═══ Data extracts
use chrono::{DateTime, Duration, Utc};
use owo_colors::OwoColorize;
use std::io::IsTerminal;
use terminal_size::{terminal_size, Width};

use crate::dashboard::DashboardView;
use crate::filter::is_at_risk;
use crate::github::{PrState, PullRequest};

/// Check if stdout is a TTY (for auto-detecting color support)
pub fn should_use_colors() -> bool {
    std::io::stdout().is_terminal()
}

/// Get terminal width, defaulting to None for pipes (unlimited)
fn get_terminal_width() -> Option<usize> {
    terminal_size().map(|(Width(w), _)| w as usize)
}

/// Truncate title to fit available width, accounting for Unicode
pub fn truncate_title(title: &str, max_width: usize) -> String {
    let chars: Vec<char> = title.chars().collect();
    if chars.len() <= max_width {
        title.to_string()
    } else if max_width > 3 {
        format!("{}...", chars[..max_width - 3].iter().collect::<String>())
    } else {
        chars[..max_width].iter().collect()
    }
}

/// Calendar date in UTC, "2024-06-01"
pub fn format_date(date: DateTime<Utc>) -> String {
    date.format("%Y-%m-%d").to_string()
}

/// Closing date, or "-" while the PR is still open
pub fn format_closed(pr: &PullRequest) -> String {
    pr.closed_at
        .map(format_date)
        .unwrap_or_else(|| "-".to_string())
}

/// Format a duration into a human-readable age string
/// "2h" for hours, "3d" for days, "1w" for weeks
pub fn format_age(duration: Duration) -> String {
    let hours = duration.num_hours();
    let days = duration.num_days();
    let weeks = days / 7;

    if weeks >= 1 {
        format!("{}w", weeks)
    } else if days >= 1 {
        format!("{}d", days)
    } else if hours >= 1 {
        format!("{}h", hours)
    } else {
        let minutes = duration.num_minutes();
        if minutes >= 1 {
            format!("{}m", minutes)
        } else {
            "now".to_string()
        }
    }
}

/// "+120/-4"
pub fn format_size(pr: &PullRequest) -> String {
    format!("+{}/-{}", pr.additions, pr.deletions)
}

/// Format PRs as an aligned table with columns:
/// number, state, author, size, opened, age, closed, title.
///
/// Titles are truncated to the terminal width when stdout is a terminal.
/// Open PRs past `at_risk_after` get a leading `!` marker.
pub fn format_pr_table(
    prs: &[&PullRequest],
    now: DateTime<Utc>,
    at_risk_after: Duration,
    use_colors: bool,
) -> String {
    if prs.is_empty() {
        return "No pull requests match the current filters.".to_string();
    }

    let number_width = prs
        .iter()
        .map(|pr| pr.number.to_string().len() + 1)
        .max()
        .unwrap_or(2);
    let author_width = prs
        .iter()
        .map(|pr| pr.author.chars().count())
        .max()
        .unwrap_or(0)
        .min(20);
    let size_width = prs
        .iter()
        .map(|pr| format_size(pr).len())
        .max()
        .unwrap_or(0);
    let age_width = prs
        .iter()
        .map(|pr| format_age(pr.age_at(now)).len())
        .max()
        .unwrap_or(0);
    let state_width = 6;
    let date_width = 10;
    let separator = "  ";

    // marker + number + state + author + size + opened + age + closed, each with a separator
    let fixed_width = 2
        + number_width
        + state_width
        + author_width
        + size_width
        + date_width * 2
        + age_width
        + separator.len() * 7;
    let title_width = get_terminal_width().map(|width| {
        if width > fixed_width + 10 {
            width - fixed_width
        } else {
            20
        }
    });

    prs.iter()
        .map(|pr| {
            let at_risk = is_at_risk(pr, now, at_risk_after);
            let marker = if at_risk { "! " } else { "  " };
            let number = format!("{:>width$}", format!("#{}", pr.number), width = number_width);
            let state = format!("{:<width$}", pr.state.as_str(), width = state_width);
            let title = match title_width {
                Some(width) => truncate_title(&pr.title, width),
                None => pr.title.clone(),
            };
            let author = format!(
                "{:<width$}",
                truncate_title(&pr.author, author_width),
                width = author_width
            );
            let size = format!("{:>width$}", format_size(pr), width = size_width);
            let opened = format_date(pr.created_at);
            let age = format!("{:>width$}", format_age(pr.age_at(now)), width = age_width);
            let closed = format!("{:<width$}", format_closed(pr), width = date_width);

            if use_colors {
                let state = match pr.state {
                    PrState::Open => state.green().to_string(),
                    PrState::Closed => state.red().to_string(),
                };
                let marker = if at_risk {
                    marker.red().bold().to_string()
                } else {
                    marker.to_string()
                };
                format!(
                    "{}{}{sep}{}{sep}{}{sep}{}{sep}{}{sep}{}{sep}{}{sep}{}",
                    marker,
                    number.dimmed(),
                    state,
                    author.yellow(),
                    size,
                    opened,
                    age.cyan(),
                    closed.dimmed(),
                    title.bold(),
                    sep = separator
                )
            } else {
                format!(
                    "{}{}{sep}{}{sep}{}{sep}{}{sep}{}{sep}{}{sep}{}{sep}{}",
                    marker,
                    number,
                    state,
                    author,
                    size,
                    opened,
                    age,
                    closed,
                    title,
                    sep = separator
                )
            }
        })
        .collect::<Vec<_>>()
        .join("\n")
}

/// Format PRs as tab-separated values for scripting
/// Columns: number, state, title, author, additions, deletions, opened,
/// closed, url (no headers, no colors)
pub fn format_tsv(prs: &[&PullRequest]) -> String {
    prs.iter()
        .map(|pr| {
            format!(
                "{}\t{}\t{}\t{}\t{}\t{}\t{}\t{}\t{}",
                pr.number,
                pr.state,
                pr.title.replace('\t', " "),
                pr.author,
                pr.additions,
                pr.deletions,
                pr.created_at.to_rfc3339(),
                pr.closed_at.map(|d| d.to_rfc3339()).unwrap_or_default(),
                pr.url
            )
        })
        .collect::<Vec<_>>()
        .join("\n")
}

/// "Page 2 of 3 (45 of 120 pull requests)"
pub fn format_summary(view: &DashboardView<'_>) -> String {
    format!(
        "Page {} of {} ({} of {} pull requests)",
        view.page, view.total_pages, view.filtered_count, view.total_count
    )
}

#[cfg(test)]
mod tests {
    use super::*;
    use chrono::TimeZone;

    fn now() -> DateTime<Utc> {
        Utc.with_ymd_and_hms(2024, 6, 15, 12, 0, 0).unwrap()
    }

    fn sample_pr() -> PullRequest {
        PullRequest {
            number: 123,
            title: "Fix login bug".to_string(),
            author: "octocat".to_string(),
            state: PrState::Open,
            url: "https://github.com/owner/repo/pull/123".to_string(),
            created_at: now() - Duration::days(2),
            closed_at: None,
            additions: 50,
            deletions: 10,
        }
    }

    #[test]
    fn test_format_age() {
        assert_eq!(format_age(Duration::seconds(30)), "now");
        assert_eq!(format_age(Duration::minutes(30)), "30m");
        assert_eq!(format_age(Duration::hours(5)), "5h");
        assert_eq!(format_age(Duration::days(3)), "3d");
        assert_eq!(format_age(Duration::days(15)), "2w");
    }

    #[test]
    fn test_truncate_title() {
        assert_eq!(truncate_title("short", 10), "short");
        assert_eq!(truncate_title("a longer title", 8), "a lon...");
        assert_eq!(truncate_title("abcdef", 3), "abc");
        // Multi-byte characters count as one column each
        assert_eq!(truncate_title("ééééé", 4), "é...");
    }

    #[test]
    fn test_format_closed() {
        let mut pr = sample_pr();
        assert_eq!(format_closed(&pr), "-");

        pr.closed_at = Some(Utc.with_ymd_and_hms(2024, 6, 14, 23, 59, 0).unwrap());
        assert_eq!(format_closed(&pr), "2024-06-14");
    }

    #[test]
    fn test_pr_table_plain() {
        let pr = sample_pr();
        let output = format_pr_table(&[&pr], now(), Duration::days(7), false);

        assert!(output.starts_with("  #123"));
        assert!(output.contains("open"));
        assert!(output.contains("octocat"));
        assert!(output.contains("+50/-10"));
        assert!(output.contains("2024-06-13"));
        assert!(output.contains("Fix login bug"));
    }

    #[test]
    fn test_pr_table_shows_age() {
        let mut old = sample_pr();
        old.number = 9;
        old.created_at = now() - Duration::days(21);
        let output = format_pr_table(&[&sample_pr(), &old], now(), Duration::days(30), false);
        let lines: Vec<&str> = output.lines().collect();

        assert!(lines[0].contains("2024-06-13  2d  -"));
        assert!(lines[1].contains("2024-05-25  3w  -"));
    }

    #[test]
    fn test_pr_table_marks_at_risk() {
        let mut pr = sample_pr();
        pr.created_at = now() - Duration::days(30);
        let output = format_pr_table(&[&pr], now(), Duration::days(7), false);
        assert!(output.starts_with("! #123"));
    }

    #[test]
    fn test_pr_table_empty() {
        let output = format_pr_table(&[], now(), Duration::days(7), false);
        assert_eq!(output, "No pull requests match the current filters.");
    }

    #[test]
    fn test_format_tsv() {
        let mut closed = sample_pr();
        closed.number = 7;
        closed.state = PrState::Closed;
        closed.title = "Tabs\tinside".to_string();
        closed.closed_at = Some(now());
        let open = sample_pr();

        let output = format_tsv(&[&open, &closed]);
        let lines: Vec<&str> = output.lines().collect();
        assert_eq!(lines.len(), 2);

        let fields: Vec<&str> = lines[0].split('\t').collect();
        assert_eq!(fields.len(), 9);
        assert_eq!(fields[0], "123");
        assert_eq!(fields[1], "open");
        assert_eq!(fields[7], "");

        let fields: Vec<&str> = lines[1].split('\t').collect();
        assert_eq!(fields.len(), 9);
        assert_eq!(fields[2], "Tabs inside");
        assert_eq!(fields[7], "2024-06-15T12:00:00+00:00");
    }

    #[test]
    fn test_format_summary() {
        let view = DashboardView {
            rows: Vec::new(),
            page: 2,
            total_pages: 3,
            has_prev: true,
            has_next: true,
            filtered_count: 45,
            total_count: 120,
        };
        assert_eq!(format_summary(&view), "Page 2 of 3 (45 of 120 pull requests)");
    }
}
══════
What this task involves:
Reply with nothing but the number of lines in the data that include the word "chrono".

Exercise solution:
2